Proposal 4, the Vermont constitutional amendment for Declaration of rights; government for the people; equality of rights, was passed out of House Judiciary 8-3 last week and goes to the House floor Tuesday.

The proposed amendment has already been approved by the Senate. If passed in the House, it will go to the governor’s desk for signature and will likely be on the November, 2026 general election ballot. If passed, the amendment will become a permanent amendment to the state constitution.

The proposal prompted a No vote from three House Judiciary members, and stirred Vermonters questions about the ‘who’ and the ‘what’ upon learning about the proposal this weekend on social media. It reads:

“That the people are guaranteed equal protection under the law. The State shall not deny equal treatment under the law on account of a person’s race, ethnicity, sex, religion, disability, sexual orientation, gender identity, gender expression, or national origin. Nothing in this Article shall be interpreted or applied to prevent the adoption or implementation of measures intended to provide equality of treatment and opportunity for members of groups that have historically been subject to discrimination.”

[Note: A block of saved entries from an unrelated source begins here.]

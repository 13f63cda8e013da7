use crate::search::{error::HeapError, heap::IndexedHeap, ids::StateId};

type Item = (u64, u32);
type TestHeap = IndexedHeap<Item, u32, fn(&Item) -> u32, fn(&Item) -> StateId>;

fn score(item: &Item) -> u32 {
    item.1
}

fn identity(item: &Item) -> StateId {
    StateId::from(item.0)
}

fn heap() -> TestHeap {
    IndexedHeap::new(
        score as fn(&Item) -> u32,
        identity as fn(&Item) -> StateId,
    )
}

fn drain(heap: &mut TestHeap) -> Vec<Item> {
    let mut popped = Vec::new();
    while let Some(item) = heap.pop() {
        assert!(heap.check_invariants());
        popped.push(item);
    }
    popped
}

#[test]
fn pops_in_score_order() {
    let mut heap = heap();
    for (id, score) in [(1, 7), (2, 3), (3, 9), (4, 1), (5, 5)] {
        heap.push((id, score)).expect("distinct ids should push");
        assert!(heap.check_invariants());
    }

    assert_eq!(heap.len(), 5);
    assert_eq!(heap.peek(), Some(&(4, 1)));

    let scores: Vec<u32> = drain(&mut heap).into_iter().map(|item| item.1).collect();
    assert_eq!(scores, vec![1, 3, 5, 7, 9]);
    assert!(heap.is_empty());
}

#[test]
fn pop_and_peek_on_empty_heap_return_none() {
    let mut heap = heap();
    assert!(heap.peek().is_none());
    assert!(heap.pop().is_none());
    assert!(heap.is_empty());
}

#[test]
fn duplicate_identity_is_rejected() {
    let mut heap = heap();
    heap.push((1, 4)).expect("first push should succeed");

    let err = heap.push((1, 2)).expect_err("same id should be rejected");
    assert_eq!(
        err,
        HeapError::DuplicateIdentity {
            state_id: StateId::from(1)
        }
    );
    assert_eq!(heap.len(), 1);
    assert_eq!(heap.get(StateId::from(1)), Some(&(1, 4)));
}

#[test]
fn removing_unknown_identity_fails() {
    let mut heap = heap();
    heap.push((1, 4)).expect("push should succeed");

    let err = heap
        .remove(StateId::from(9))
        .expect_err("missing id should fail");
    assert!(matches!(err, HeapError::MissingIdentity { state_id } if state_id.value() == 9));
    assert_eq!(heap.len(), 1);
}

#[test]
fn remove_right_after_push_restores_previous_contents() {
    let mut heap = heap();
    for (id, score) in [(1, 5), (2, 2), (3, 8)] {
        heap.push((id, score)).expect("push should succeed");
    }
    let mut before: Vec<Item> = heap.iter().copied().collect();
    before.sort();

    heap.push((4, 1)).expect("push should succeed");
    let removed = heap.remove(StateId::from(4)).expect("id 4 is stored");

    let mut after: Vec<Item> = heap.iter().copied().collect();
    after.sort();
    assert_eq!(removed, (4, 1));
    assert_eq!(before, after);
    assert!(!heap.contains(StateId::from(4)));
    assert!(heap.check_invariants());
}

#[test]
fn removal_from_a_leaf_can_require_sifting_up() {
    let mut heap = heap();
    for (id, score) in [(1, 1), (2, 10), (3, 2), (4, 11), (5, 12), (6, 3), (7, 4)] {
        heap.push((id, score)).expect("push should succeed");
    }

    // The last entry (score 4) replaces id 4 under the score-10 node and must climb.
    heap.remove(StateId::from(4)).expect("id 4 is stored");
    assert!(heap.check_invariants());

    let scores: Vec<u32> = drain(&mut heap).into_iter().map(|item| item.1).collect();
    assert_eq!(scores, vec![1, 2, 3, 4, 10, 12]);
}

#[test]
fn removing_the_root_and_last_entries_keeps_index_consistent() {
    let mut heap = heap();
    for (id, score) in [(1, 3), (2, 6), (3, 4), (4, 9)] {
        heap.push((id, score)).expect("push should succeed");
    }

    assert_eq!(heap.remove(StateId::from(1)), Ok((1, 3)));
    assert!(heap.check_invariants());
    assert_eq!(heap.remove(StateId::from(4)), Ok((4, 9)));
    assert!(heap.check_invariants());

    assert_eq!(heap.peek(), Some(&(3, 4)));
    assert!(heap.contains(StateId::from(2)));
    assert!(!heap.contains(StateId::from(1)));
}

#[test]
fn equal_scores_all_come_out() {
    let mut heap = heap();
    for id in 0..16 {
        heap.push((id, 7)).expect("push should succeed");
        assert!(heap.check_invariants());
    }

    let mut ids: Vec<u64> = drain(&mut heap).into_iter().map(|item| item.0).collect();
    ids.sort();
    assert_eq!(ids, (0..16).collect::<Vec<u64>>());
}

#[test]
fn equal_scores_follow_fixed_tie_order() {
    let mut heap = heap();
    for id in 1..=7 {
        heap.push((id, 7)).expect("push should succeed");
    }

    // Sift-up climbs past equal parents, so the newest entry takes the root.
    let layout: Vec<u64> = heap.iter().map(|item| item.0).collect();
    assert_eq!(layout, vec![7, 4, 6, 1, 3, 2, 5]);

    let ids: Vec<u64> = drain(&mut heap).into_iter().map(|item| item.0).collect();
    assert_eq!(ids, vec![7, 6, 2, 5, 3, 4, 1]);
}

#[test]
fn sift_down_promotes_right_child_on_equal_scores() {
    let mut heap = heap();
    for (id, score) in [(1, 0), (2, 5), (3, 5), (4, 9)] {
        heap.push((id, score)).expect("push should succeed");
    }

    assert_eq!(heap.pop(), Some((1, 0)));
    assert_eq!(heap.peek(), Some(&(3, 5)));
    let layout: Vec<Item> = heap.iter().copied().collect();
    assert_eq!(layout, vec![(3, 5), (2, 5), (4, 9)]);
}

#[test]
fn clear_drops_entries_and_index() {
    let mut heap = heap();
    heap.push((1, 1)).expect("push should succeed");
    heap.push((2, 2)).expect("push should succeed");

    heap.clear();
    assert!(heap.is_empty());
    assert!(!heap.contains(StateId::from(1)));
    heap.push((1, 5)).expect("cleared id can be pushed again");
}
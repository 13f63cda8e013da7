use thiserror::Error;
use tilesearch_core::{SearchConfigError, SearchError};

#[derive(Debug, Error)]
/// Error type for board parsing, heuristic lookup, solving, and benchmark runs.
pub enum PuzzleError {
    #[error("invalid board {tiles:?}: tiles must be a permutation of 0..8")]
    InvalidBoard { tiles: Vec<u8> },

    #[error("cannot parse board '{input}': {reason}")]
    ParseBoard { input: String, reason: String },

    #[error("unknown heuristic '{name}'")]
    UnknownHeuristic { name: String },

    #[error("unknown identity scheme '{name}'")]
    UnknownIdentityScheme { name: String },

    #[error("search failed: {0}")]
    Search(#[from] SearchError),

    #[error(transparent)]
    SearchConfig(#[from] SearchConfigError),

    #[error("failed to read YAML file: {0}")]
    Io(#[from] std::io::Error),

    #[error("failed to parse YAML: {0}")]
    Yaml(#[from] serde_yaml::Error),

    #[error("failed to encode JSON: {0}")]
    Json(#[from] serde_json::Error),

    #[error("invalid benchmark config: {0}")]
    InvalidConfig(String),

    #[error("a benchmark worker panicked")]
    WorkerPanicked,

    #[error("work queue closed before every result arrived")]
    QueueClosed,
}
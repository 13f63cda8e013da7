use crate::Board;

/// Number of tile pairs out of order when the board is read row by row, blank skipped.
pub fn inversion_count(board: &Board) -> usize {
    let tiles: Vec<u8> = board.tiles().iter().copied().filter(|&t| t != 0).collect();
    tiles
        .iter()
        .enumerate()
        .map(|(i, &later)| tiles[..i].iter().filter(|&&earlier| earlier > later).count())
        .sum()
}

/// On an odd-width grid a board can reach the goal iff their inversion counts share parity.
pub fn is_solvable(board: &Board, goal: &Board) -> bool {
    inversion_count(board) % 2 == inversion_count(goal) % 2
}
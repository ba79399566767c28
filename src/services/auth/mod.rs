pub mod foto;
pub mod login;
pub mod profile;
pub mod token;

use actix_web::{HttpRequest, HttpResponse, Result as ActixResult};
use std::sync::Arc;

use crate::config::AppConfig;
use crate::storage::Storage;

pub struct AuthService {
    storage: Option<Arc<dyn Storage>>,
}

impl AuthService {
    pub fn new_lazy() -> Self {
        Self { storage: None }
    }

    pub(crate) fn get_storage(&self, request: &HttpRequest) -> Arc<dyn Storage> {
        if let Some(storage) = &self.storage {
            storage.clone()
        } else {
            request
                .app_data::<actix_web::web::Data<Arc<dyn Storage>>>()
                .expect("Storage not found in app data")
                .get_ref()
                .clone()
        }
    }

    pub(crate) fn get_config(&self) -> &AppConfig {
        AppConfig::get()
    }

    pub async fn login(
        &self,
        login_request: crate::models::auth::requests::LoginRequest,
        request: &HttpRequest,
    ) -> ActixResult<HttpResponse> {
        login::handle_login(self, login_request, request).await
    }

    pub async fn logout(&self, request: &HttpRequest) -> ActixResult<HttpResponse> {
        login::handle_logout(self, request).await
    }

    pub async fn refresh_token(&self, request: &HttpRequest) -> ActixResult<HttpResponse> {
        token::handle_refresh_token(self, request).await
    }

    pub async fn me(&self, request: &HttpRequest) -> ActixResult<HttpResponse> {
        profile::handle_me(self, request).await
    }

    pub async fn update_perfil(
        &self,
        update_request: crate::models::auth::requests::UpdatePerfilRequest,
        request: &HttpRequest,
    ) -> ActixResult<HttpResponse> {
        profile::handle_update_perfil(self, update_request, request).await
    }

    pub async fn upload_foto(
        &self,
        request: &HttpRequest,
        payload: actix_multipart::Multipart,
    ) -> ActixResult<HttpResponse> {
        foto::handle_upload_foto(self, request, payload).await
    }
}
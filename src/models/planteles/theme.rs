//! Campus theme resolution.
//!
//! One pure function mapping a campus to the vocabulary and color token the
//! external renderer substitutes into the shell. The legacy system derived
//! the university tier from a hardcoded campus id and re-implemented the
//! mapping in four places; here the tier is the campus's own
//! `nivel_educativo` and the mapping lives only here.

use serde::Serialize;

use super::entities::{NivelEducativo, Plantel};

#[derive(Debug, Clone, Serialize, PartialEq)]
pub struct ThemeLabels {
    pub docente: &'static str,
    pub docentes: &'static str,
    pub alumnos: &'static str,
    pub grupo: &'static str,
    pub grupos: &'static str,
    pub grado: &'static str,
    pub seccion: &'static str,
    pub nivel: &'static str,
}

#[derive(Debug, Clone, Serialize, PartialEq)]
pub struct CampusTheme {
    pub color: &'static str,
    pub hex_color: &'static str,
    /// Credits are a university-tier concept; the renderer hides the
    /// column entirely on básica campuses.
    pub mostrar_creditos: bool,
    pub labels: ThemeLabels,
}

const SUPERIOR_THEME: CampusTheme = CampusTheme {
    color: "purple",
    hex_color: "#9333ea",
    mostrar_creditos: true,
    labels: ThemeLabels {
        docente: "Catedrático",
        docentes: "Catedráticos",
        alumnos: "Universitarios",
        grupo: "Facultad/Carrera",
        grupos: "Facultades",
        grado: "Semestre",
        seccion: "Carrera",
        nivel: "Nivel Superior",
    },
};

const BASICA_THEME: CampusTheme = CampusTheme {
    color: "blue",
    hex_color: "#2563eb",
    mostrar_creditos: false,
    labels: ThemeLabels {
        docente: "Docente",
        docentes: "Docentes",
        alumnos: "Alumnos",
        grupo: "Grupo Escolar",
        grupos: "Grupos",
        grado: "Grado Escolar",
        seccion: "Sección",
        nivel: "Nivel Básico",
    },
};

impl CampusTheme {
    /// Resolves the theme for a campus. Users without a campus (orphaned or
    /// superusers) get the default basic theme.
    pub fn resolve(plantel: Option<&Plantel>) -> CampusTheme {
        match plantel {
            Some(p) if p.nivel_educativo == NivelEducativo::Superior => SUPERIOR_THEME,
            _ => BASICA_THEME,
        }
    }
}

#[cfg(test)]
mod tests {
    use super::*;

    fn plantel(nivel: NivelEducativo) -> Plantel {
        Plantel {
            id: 7,
            nombre: "Campus Centro".to_string(),
            direccion: None,
            nivel_educativo: nivel,
            color_tema: "blue".to_string(),
            logo_url: None,
            total_aulas: 20,
            created_at: 0,
        }
    }

    #[test]
    fn superior_gets_university_vocabulary() {
        let theme = CampusTheme::resolve(Some(&plantel(NivelEducativo::Superior)));
        assert_eq!(theme.color, "purple");
        assert_eq!(theme.hex_color, "#9333ea");
        assert_eq!(theme.labels.docente, "Catedrático");
        assert_eq!(theme.labels.alumnos, "Universitarios");
        assert_eq!(theme.labels.grupos, "Facultades");
        assert_eq!(theme.labels.grado, "Semestre");
        assert!(theme.mostrar_creditos);
    }

    #[test]
    fn basica_gets_default_vocabulary() {
        let theme = CampusTheme::resolve(Some(&plantel(NivelEducativo::Basica)));
        assert_eq!(theme.color, "blue");
        assert_eq!(theme.hex_color, "#2563eb");
        assert_eq!(theme.labels.docentes, "Docentes");
        assert_eq!(theme.labels.nivel, "Nivel Básico");
        assert!(!theme.mostrar_creditos);
    }

    #[test]
    fn no_campus_falls_back_to_basica() {
        let theme = CampusTheme::resolve(None);
        assert_eq!(theme, CampusTheme::resolve(Some(&plantel(NivelEducativo::Basica))));
    }

    #[test]
    fn tier_not_tied_to_campus_id() {
        // Any campus id resolves by its own tier.
        let mut p = plantel(NivelEducativo::Superior);
        p.id = 99;
        assert_eq!(CampusTheme::resolve(Some(&p)).color, "purple");
    }
}
use serde::Deserialize;

#[derive(Debug, Deserialize)]
pub struct CreatePeriodoRequest {
    pub nombre: String,
    /// `YYYY-MM-DD`
    pub fecha_inicio: Option<String>,
    pub fecha_fin: Option<String>,
    #[serde(default)]
    pub activo: bool,
}

// Storage-level payload, dates already parsed to epoch seconds
#[derive(Debug, Clone)]
pub struct NewPeriodo {
    pub nombre: String,
    pub fecha_inicio: Option<i64>,
    pub fecha_fin: Option<i64>,
    pub activo: bool,
}

#[derive(Debug, Deserialize)]
pub struct PeriodoListParams {
    pub activo: Option<bool>,
}
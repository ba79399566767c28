use actix_web::{HttpRequest, HttpResponse, Result as ActixResult};

use crate::models::{
    ApiResponse, ErrorCode,
    tutores::requests::CreateTutorRequest,
    users::entities::UserRole,
};
use crate::services::{acting_plantel, authenticated_user};
use crate::utils::validate::{validate_email, validate_telefono};

use super::TutorService;

/// Guardians are always attached to a student of the acting campus.
pub async fn handle_create_tutor(
    service: &TutorService,
    create_request: CreateTutorRequest,
    request: &HttpRequest,
) -> ActixResult<HttpResponse> {
    let user = match authenticated_user(request) {
        Ok(user) => user,
        Err(resp) => return Ok(resp),
    };
    let plantel_id = match acting_plantel(&user) {
        Ok(id) => id,
        Err(resp) => return Ok(resp),
    };
    let storage = service.get_storage(request);

    if create_request.nombre.trim().is_empty() {
        return Ok(HttpResponse::BadRequest().json(ApiResponse::error_empty(
            ErrorCode::BadRequest,
            "Guardian name is required",
        )));
    }
    if let Err(msg) = validate_telefono(&create_request.telefono) {
        return Ok(HttpResponse::BadRequest()
            .json(ApiResponse::error_empty(ErrorCode::BadRequest, msg)));
    }
    if let Some(ref correo) = create_request.correo
        && let Err(msg) = validate_email(correo)
    {
        return Ok(HttpResponse::BadRequest().json(ApiResponse::error_empty(
            ErrorCode::UserEmailInvalid,
            msg,
        )));
    }

    match storage
        .get_user_scoped(create_request.alumno_id, plantel_id)
        .await
    {
        Ok(Some(alumno)) if alumno.rol == UserRole::Alumno => {}
        Ok(_) => {
            return Ok(HttpResponse::NotFound().json(ApiResponse::error_empty(
                ErrorCode::UserNotFound,
                "Alumno not found",
            )));
        }
        Err(e) => {
            return Ok(
                HttpResponse::InternalServerError().json(ApiResponse::error_empty(
                    ErrorCode::InternalServerError,
                    format!("Alumno lookup failed: {e}"),
                )),
            );
        }
    }

    match storage.create_tutor(create_request).await {
        Ok(tutor) => Ok(HttpResponse::Ok().json(ApiResponse::success(
            tutor,
            "Guardian created successfully",
        ))),
        Err(e) => Ok(
            HttpResponse::InternalServerError().json(ApiResponse::error_empty(
                ErrorCode::TutorCreationFailed,
                format!("Guardian creation failed: {e}"),
            )),
        ),
    }
}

The Who – adding gender identity, expression – i.e. the transgender T in LGBTQ – raises questions about cementing as a constitutional right the access to transgender medical services, including sex-altering surgery. Adding national origin is a clear reference to equal treatment under the law (presumably including services) to immigrants, including those living in Vermont illegally. 

And the amendments adds a wide-open invitation to “provide equality of treatment and opportunity for members of groups that have historically been subject to discrimination.” Such as… the homeless, perhaps? The Legislature has fought for years to pass a Homeless Bill of Rights, citing discrimination by local governments, landlords and business owners. 

Steve Thurston of Ferrisburgh shared concerns on Facebook about how a bill by a homeless advocate, Rep. Jubilee McGill (D-Bridport), could get a big boost from Proposal 4:

“A separate bill – H.885, use of public lands by individuals for life-sustaining activities, gives homelessness the same protected status and allows homeless encampments on town greens and other public property such as recreation areas.  It would “prohibit the municipal and county governments from regulating the use of municipal or county property for life-sustaining activities, except in specific instances in which a municipality has otherwise made public land within designated downtowns or growth centers available for these activities.”

Thurston comments: “If both the constitutional amendment and H.885 or a similar bill pass, homeless encampments on town greens may well become a constitutional right.  Surely there must be a better solution to the very real homeless issue.” 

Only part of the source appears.